INSTRUCTIONS TO FOLLOW:
Scan the lines below and report each one containing "trait" by copying it.

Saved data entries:
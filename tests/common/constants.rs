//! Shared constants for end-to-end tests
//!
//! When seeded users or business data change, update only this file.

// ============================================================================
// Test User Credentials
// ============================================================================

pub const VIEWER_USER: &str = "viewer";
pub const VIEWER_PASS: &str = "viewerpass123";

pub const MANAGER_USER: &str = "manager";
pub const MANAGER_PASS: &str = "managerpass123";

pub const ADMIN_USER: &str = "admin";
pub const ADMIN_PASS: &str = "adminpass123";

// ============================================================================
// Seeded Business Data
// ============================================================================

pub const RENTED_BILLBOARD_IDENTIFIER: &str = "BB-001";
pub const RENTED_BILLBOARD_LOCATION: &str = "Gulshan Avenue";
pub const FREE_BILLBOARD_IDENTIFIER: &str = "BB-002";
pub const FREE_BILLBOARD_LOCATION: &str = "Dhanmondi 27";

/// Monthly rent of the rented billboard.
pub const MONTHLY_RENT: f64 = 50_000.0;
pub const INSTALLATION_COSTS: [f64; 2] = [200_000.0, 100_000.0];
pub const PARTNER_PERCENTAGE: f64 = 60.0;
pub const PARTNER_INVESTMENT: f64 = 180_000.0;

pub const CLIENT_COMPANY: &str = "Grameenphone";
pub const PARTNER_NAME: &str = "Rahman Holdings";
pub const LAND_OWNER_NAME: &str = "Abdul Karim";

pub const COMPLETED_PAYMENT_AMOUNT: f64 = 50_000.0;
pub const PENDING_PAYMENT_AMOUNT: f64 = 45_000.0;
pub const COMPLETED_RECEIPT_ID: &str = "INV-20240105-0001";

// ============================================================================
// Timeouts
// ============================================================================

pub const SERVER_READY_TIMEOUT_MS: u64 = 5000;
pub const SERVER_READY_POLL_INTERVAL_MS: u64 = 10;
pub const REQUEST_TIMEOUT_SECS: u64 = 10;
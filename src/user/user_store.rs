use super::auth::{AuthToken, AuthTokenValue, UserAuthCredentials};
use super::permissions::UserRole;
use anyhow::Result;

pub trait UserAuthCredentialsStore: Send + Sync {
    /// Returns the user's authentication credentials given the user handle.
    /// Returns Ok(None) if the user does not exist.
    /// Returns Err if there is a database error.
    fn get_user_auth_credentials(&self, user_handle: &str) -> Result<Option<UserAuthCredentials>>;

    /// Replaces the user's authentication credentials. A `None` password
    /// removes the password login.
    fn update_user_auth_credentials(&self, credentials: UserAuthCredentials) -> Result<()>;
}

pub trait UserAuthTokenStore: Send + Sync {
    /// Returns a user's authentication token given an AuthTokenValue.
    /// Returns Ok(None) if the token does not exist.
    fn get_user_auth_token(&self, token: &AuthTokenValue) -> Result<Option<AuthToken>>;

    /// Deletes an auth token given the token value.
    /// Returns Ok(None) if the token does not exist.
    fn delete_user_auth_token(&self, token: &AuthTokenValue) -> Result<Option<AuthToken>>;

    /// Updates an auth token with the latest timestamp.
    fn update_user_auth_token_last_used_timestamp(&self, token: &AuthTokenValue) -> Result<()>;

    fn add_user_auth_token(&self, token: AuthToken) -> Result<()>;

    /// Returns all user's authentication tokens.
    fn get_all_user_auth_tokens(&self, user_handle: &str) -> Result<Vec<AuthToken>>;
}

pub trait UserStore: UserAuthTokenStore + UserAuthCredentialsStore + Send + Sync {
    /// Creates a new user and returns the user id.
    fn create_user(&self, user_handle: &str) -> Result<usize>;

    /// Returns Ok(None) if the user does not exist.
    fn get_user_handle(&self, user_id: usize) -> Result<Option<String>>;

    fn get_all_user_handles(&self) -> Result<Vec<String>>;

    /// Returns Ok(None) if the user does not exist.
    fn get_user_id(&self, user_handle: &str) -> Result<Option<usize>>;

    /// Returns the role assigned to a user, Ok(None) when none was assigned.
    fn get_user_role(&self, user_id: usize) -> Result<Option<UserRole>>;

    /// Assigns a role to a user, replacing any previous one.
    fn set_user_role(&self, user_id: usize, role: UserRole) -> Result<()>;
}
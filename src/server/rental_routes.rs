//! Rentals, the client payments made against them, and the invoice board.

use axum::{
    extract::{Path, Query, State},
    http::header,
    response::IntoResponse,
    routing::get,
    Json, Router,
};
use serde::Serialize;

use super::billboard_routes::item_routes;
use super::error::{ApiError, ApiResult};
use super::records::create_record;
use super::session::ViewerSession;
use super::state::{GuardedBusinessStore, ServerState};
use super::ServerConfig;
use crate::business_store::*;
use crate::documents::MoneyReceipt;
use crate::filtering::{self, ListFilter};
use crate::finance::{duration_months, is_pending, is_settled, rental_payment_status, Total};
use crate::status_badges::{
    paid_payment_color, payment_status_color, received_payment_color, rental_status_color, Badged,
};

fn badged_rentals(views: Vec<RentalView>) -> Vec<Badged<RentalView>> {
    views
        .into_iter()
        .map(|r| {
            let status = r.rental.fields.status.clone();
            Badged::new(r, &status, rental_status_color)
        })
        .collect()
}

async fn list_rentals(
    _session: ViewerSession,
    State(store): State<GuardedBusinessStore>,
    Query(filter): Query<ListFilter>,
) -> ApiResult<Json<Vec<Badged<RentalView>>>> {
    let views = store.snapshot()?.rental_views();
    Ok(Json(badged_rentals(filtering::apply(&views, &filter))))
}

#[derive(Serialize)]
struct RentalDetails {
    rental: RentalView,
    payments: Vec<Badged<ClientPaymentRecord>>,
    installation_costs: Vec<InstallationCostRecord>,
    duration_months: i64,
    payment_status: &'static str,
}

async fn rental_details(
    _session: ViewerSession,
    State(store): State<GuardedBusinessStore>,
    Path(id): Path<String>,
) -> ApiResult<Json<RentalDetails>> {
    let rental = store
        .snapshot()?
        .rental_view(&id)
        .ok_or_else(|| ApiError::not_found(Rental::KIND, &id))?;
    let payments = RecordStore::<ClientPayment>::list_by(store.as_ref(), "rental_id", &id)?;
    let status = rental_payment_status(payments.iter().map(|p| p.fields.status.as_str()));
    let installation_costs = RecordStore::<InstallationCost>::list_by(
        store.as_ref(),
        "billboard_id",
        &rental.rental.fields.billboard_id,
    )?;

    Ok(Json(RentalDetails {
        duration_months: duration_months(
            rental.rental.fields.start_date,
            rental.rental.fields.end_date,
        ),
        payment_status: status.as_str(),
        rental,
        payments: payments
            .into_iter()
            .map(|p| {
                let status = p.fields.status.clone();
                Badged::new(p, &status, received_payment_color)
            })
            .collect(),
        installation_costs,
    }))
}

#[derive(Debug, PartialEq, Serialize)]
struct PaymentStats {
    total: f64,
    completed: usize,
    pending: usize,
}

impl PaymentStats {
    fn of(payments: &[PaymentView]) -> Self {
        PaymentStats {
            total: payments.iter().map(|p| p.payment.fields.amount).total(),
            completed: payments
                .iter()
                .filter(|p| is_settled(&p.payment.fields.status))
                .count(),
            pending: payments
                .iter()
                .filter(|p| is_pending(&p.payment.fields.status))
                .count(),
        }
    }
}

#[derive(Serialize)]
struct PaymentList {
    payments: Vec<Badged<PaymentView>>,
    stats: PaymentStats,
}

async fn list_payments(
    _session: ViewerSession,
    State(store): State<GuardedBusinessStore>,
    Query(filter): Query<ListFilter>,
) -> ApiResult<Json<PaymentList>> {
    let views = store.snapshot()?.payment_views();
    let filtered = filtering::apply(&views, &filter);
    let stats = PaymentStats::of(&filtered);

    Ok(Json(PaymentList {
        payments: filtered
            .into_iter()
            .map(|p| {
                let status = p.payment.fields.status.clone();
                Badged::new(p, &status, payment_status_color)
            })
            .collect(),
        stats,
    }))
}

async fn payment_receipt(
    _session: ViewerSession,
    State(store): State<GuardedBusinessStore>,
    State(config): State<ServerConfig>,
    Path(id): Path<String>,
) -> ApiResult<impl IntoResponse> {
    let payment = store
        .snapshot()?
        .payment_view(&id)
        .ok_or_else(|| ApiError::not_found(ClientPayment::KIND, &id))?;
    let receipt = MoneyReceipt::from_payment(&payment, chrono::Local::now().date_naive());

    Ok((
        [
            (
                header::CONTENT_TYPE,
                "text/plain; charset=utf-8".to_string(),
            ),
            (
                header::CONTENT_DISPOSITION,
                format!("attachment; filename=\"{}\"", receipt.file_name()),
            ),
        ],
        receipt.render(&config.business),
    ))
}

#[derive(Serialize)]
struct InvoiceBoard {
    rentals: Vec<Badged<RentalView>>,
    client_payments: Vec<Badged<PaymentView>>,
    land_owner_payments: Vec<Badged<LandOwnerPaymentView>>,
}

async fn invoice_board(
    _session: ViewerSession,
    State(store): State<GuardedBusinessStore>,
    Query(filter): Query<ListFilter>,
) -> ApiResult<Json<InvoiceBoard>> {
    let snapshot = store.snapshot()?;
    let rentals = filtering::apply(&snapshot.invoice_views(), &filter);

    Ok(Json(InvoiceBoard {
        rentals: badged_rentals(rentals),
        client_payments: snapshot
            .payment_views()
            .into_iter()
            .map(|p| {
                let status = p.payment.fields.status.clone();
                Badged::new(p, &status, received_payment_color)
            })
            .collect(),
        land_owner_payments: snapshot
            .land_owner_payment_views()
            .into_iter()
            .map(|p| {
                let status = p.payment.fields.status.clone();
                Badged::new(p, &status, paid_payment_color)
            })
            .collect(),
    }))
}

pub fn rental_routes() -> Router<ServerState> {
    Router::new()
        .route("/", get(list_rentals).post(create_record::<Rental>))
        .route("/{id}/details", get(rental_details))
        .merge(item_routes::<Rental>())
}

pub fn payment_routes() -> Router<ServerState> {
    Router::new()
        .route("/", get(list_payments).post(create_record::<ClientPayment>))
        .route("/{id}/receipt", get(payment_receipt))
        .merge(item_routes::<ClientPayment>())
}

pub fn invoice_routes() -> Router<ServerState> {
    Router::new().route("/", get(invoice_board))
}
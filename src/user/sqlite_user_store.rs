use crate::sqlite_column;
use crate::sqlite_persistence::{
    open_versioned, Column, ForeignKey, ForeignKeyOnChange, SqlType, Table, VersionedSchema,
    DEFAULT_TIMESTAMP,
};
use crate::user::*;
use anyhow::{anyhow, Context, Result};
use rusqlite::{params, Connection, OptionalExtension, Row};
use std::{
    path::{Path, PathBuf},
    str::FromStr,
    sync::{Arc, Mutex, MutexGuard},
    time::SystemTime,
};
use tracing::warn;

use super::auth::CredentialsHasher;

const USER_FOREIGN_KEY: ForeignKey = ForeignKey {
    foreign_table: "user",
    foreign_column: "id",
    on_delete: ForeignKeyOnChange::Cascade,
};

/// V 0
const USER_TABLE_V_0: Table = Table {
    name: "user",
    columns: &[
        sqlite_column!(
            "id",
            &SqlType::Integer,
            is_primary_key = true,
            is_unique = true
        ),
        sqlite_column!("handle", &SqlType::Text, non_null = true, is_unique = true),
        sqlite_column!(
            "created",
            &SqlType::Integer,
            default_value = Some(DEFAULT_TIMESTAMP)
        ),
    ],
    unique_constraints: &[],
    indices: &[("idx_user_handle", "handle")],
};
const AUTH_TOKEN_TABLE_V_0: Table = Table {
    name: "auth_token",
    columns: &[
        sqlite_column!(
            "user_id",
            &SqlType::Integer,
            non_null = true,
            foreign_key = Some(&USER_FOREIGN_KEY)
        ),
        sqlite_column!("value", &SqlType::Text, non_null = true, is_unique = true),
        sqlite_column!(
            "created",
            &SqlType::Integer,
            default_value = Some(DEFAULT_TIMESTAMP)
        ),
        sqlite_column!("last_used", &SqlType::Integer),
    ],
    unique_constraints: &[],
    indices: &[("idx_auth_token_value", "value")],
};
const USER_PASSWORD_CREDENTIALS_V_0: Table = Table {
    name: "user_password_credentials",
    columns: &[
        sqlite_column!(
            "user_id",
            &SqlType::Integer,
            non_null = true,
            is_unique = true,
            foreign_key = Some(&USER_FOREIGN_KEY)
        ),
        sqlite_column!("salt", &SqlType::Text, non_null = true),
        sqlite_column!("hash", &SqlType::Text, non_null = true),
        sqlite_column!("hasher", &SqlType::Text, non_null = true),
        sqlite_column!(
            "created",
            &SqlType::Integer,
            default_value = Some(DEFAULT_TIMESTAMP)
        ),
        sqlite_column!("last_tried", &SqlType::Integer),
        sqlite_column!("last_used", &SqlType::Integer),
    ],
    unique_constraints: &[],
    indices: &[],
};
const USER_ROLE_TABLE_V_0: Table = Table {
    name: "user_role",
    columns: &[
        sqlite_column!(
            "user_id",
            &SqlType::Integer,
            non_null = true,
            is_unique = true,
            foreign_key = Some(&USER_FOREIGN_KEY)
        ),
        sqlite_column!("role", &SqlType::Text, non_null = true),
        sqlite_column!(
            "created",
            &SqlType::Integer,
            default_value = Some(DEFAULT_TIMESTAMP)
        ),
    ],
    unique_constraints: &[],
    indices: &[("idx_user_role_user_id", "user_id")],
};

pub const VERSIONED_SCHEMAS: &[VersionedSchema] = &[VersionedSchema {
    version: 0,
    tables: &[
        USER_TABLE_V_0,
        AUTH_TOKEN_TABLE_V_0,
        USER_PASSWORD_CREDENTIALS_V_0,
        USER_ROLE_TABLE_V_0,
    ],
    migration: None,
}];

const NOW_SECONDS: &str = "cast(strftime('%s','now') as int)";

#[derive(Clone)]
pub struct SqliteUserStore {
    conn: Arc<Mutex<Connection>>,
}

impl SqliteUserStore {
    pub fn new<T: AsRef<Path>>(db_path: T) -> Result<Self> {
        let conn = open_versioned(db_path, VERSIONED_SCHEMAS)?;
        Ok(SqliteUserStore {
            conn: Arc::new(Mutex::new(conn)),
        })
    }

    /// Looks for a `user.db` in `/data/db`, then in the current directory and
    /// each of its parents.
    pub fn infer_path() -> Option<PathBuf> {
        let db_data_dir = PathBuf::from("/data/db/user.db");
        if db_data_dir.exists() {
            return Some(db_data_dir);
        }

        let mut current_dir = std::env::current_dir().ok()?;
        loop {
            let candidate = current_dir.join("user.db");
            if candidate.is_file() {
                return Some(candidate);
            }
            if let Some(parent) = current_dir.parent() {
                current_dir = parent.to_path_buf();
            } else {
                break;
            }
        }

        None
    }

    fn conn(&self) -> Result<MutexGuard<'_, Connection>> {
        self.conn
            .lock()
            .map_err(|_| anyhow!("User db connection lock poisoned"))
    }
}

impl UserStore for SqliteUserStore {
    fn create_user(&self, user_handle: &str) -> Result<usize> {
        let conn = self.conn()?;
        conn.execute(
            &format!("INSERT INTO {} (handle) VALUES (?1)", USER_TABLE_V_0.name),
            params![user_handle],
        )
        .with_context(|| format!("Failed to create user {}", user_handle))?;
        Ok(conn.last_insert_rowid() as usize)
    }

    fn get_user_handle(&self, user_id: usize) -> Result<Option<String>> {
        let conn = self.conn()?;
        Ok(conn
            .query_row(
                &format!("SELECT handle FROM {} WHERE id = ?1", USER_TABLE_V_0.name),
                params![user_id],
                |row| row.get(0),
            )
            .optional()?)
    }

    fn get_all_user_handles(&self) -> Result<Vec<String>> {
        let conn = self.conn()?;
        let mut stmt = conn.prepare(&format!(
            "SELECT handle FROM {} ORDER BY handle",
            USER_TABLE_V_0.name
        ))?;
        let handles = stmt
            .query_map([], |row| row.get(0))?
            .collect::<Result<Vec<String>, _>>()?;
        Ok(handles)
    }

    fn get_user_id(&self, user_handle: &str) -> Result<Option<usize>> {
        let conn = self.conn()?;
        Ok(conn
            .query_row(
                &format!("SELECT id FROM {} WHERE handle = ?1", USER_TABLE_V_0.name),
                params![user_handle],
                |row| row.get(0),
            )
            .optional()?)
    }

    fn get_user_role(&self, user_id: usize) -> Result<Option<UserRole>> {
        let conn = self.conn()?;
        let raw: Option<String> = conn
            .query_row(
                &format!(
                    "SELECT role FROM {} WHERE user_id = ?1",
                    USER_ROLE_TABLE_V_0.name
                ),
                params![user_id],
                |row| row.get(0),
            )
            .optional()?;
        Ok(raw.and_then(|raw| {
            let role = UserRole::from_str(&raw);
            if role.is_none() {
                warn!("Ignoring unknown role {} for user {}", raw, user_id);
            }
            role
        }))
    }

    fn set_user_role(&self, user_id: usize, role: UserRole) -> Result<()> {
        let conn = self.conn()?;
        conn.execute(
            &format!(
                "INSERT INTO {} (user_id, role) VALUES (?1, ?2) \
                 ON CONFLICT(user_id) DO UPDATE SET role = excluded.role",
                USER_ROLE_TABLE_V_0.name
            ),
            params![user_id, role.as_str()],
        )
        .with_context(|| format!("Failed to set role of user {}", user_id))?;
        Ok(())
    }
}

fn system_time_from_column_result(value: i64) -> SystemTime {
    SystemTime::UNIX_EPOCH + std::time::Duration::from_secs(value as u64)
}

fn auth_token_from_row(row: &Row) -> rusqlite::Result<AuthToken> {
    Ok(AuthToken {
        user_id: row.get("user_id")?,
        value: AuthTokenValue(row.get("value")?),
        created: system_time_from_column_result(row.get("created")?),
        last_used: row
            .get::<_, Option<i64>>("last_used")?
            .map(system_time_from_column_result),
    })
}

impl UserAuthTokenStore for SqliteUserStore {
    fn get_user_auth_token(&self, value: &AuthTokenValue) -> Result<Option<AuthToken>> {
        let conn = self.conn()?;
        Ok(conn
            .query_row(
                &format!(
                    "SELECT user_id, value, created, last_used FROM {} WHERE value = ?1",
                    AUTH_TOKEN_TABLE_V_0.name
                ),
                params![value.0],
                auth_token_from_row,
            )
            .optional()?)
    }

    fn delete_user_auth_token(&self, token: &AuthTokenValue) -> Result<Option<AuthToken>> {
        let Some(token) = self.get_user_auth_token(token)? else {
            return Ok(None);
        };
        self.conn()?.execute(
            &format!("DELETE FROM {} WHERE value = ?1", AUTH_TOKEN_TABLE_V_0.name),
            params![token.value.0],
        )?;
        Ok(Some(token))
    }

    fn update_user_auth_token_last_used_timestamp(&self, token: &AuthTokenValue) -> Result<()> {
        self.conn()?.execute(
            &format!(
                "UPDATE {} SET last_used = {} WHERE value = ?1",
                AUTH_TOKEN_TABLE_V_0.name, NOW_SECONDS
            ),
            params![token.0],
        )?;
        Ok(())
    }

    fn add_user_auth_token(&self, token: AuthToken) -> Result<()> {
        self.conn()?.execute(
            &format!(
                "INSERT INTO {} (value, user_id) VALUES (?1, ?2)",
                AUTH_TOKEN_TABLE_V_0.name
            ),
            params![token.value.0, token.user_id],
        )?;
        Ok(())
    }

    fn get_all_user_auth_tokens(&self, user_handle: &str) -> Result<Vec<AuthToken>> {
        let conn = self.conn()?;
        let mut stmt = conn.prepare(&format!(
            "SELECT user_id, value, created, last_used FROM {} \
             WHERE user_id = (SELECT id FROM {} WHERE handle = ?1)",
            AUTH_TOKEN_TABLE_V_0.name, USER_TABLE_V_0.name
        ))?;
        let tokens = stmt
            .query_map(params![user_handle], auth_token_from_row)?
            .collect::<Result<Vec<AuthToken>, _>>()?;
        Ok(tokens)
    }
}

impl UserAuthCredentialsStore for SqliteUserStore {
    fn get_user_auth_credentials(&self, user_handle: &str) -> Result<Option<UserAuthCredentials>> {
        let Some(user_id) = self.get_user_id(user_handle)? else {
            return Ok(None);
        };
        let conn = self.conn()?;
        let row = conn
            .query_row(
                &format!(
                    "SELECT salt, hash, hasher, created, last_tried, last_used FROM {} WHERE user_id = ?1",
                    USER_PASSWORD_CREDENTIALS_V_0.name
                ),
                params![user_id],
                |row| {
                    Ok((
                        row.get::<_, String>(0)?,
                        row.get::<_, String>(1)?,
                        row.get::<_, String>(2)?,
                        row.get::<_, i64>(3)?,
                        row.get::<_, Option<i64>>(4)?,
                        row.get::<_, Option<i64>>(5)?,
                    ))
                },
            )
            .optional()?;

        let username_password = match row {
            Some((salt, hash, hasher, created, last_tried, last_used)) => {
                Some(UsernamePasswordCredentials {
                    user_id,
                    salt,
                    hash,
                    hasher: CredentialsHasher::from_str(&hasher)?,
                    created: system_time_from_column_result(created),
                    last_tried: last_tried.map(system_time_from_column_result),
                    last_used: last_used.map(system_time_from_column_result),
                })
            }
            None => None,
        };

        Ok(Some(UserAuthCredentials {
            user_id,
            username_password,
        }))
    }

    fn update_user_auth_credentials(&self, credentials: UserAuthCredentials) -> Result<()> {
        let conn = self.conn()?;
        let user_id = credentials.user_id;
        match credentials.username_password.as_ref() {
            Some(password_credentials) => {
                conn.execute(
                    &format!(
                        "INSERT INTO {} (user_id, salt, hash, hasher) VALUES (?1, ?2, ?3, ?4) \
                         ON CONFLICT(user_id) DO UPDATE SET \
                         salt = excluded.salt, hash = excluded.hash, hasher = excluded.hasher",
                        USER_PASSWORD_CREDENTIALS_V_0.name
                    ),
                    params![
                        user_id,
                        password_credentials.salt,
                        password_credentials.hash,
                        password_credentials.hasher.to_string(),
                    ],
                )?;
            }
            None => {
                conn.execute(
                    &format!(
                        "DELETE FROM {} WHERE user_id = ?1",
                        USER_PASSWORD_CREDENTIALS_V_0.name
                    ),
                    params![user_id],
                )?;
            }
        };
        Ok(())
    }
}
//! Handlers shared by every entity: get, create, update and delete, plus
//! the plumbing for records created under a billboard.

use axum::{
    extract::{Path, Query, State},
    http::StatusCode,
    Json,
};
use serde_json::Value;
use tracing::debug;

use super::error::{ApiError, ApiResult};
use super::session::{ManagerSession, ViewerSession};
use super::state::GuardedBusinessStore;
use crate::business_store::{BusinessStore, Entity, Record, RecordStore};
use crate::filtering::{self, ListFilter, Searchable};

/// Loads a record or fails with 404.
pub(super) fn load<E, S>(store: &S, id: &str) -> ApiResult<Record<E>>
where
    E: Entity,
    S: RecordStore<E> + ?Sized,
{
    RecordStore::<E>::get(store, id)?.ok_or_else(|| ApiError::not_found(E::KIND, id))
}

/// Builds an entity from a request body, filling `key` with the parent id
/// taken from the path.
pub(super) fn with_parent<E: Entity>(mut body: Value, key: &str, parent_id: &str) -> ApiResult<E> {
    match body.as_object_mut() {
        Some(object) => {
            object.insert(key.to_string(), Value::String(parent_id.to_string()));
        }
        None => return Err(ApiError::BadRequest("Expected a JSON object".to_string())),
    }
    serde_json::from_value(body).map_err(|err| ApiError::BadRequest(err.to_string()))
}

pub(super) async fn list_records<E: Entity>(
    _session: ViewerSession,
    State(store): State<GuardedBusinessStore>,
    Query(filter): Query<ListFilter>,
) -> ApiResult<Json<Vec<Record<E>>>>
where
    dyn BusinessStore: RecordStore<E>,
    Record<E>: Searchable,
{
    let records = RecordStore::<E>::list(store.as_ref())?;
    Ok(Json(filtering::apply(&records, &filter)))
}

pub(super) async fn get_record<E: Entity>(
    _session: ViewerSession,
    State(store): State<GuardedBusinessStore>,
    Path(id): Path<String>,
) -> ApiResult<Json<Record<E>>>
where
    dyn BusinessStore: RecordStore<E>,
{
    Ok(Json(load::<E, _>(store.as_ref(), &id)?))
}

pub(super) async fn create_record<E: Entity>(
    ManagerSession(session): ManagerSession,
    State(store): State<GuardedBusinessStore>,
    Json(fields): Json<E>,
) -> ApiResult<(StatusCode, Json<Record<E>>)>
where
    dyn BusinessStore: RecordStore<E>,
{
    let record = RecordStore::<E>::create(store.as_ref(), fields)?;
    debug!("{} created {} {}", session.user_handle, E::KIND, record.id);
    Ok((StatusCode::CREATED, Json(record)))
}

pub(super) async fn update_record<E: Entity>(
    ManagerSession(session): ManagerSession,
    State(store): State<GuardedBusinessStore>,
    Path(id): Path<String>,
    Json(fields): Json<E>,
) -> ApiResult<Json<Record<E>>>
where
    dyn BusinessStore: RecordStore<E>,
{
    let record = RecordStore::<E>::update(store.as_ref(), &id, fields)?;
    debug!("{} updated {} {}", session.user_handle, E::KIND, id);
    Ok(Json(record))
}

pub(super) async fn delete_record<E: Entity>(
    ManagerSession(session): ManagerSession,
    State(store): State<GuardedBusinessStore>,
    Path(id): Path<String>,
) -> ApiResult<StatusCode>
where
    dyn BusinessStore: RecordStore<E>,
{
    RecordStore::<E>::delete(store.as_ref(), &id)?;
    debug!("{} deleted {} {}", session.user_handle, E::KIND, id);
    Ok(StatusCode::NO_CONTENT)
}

RESPONSE AREA:
pub trait UserAuthCredentialsStore: Send + Sync {
pub trait UserAuthTokenStore: Send + Sync {
pub trait UserStore: UserAuthTokenStore + UserAuthCredentialsStore + Send + Sync {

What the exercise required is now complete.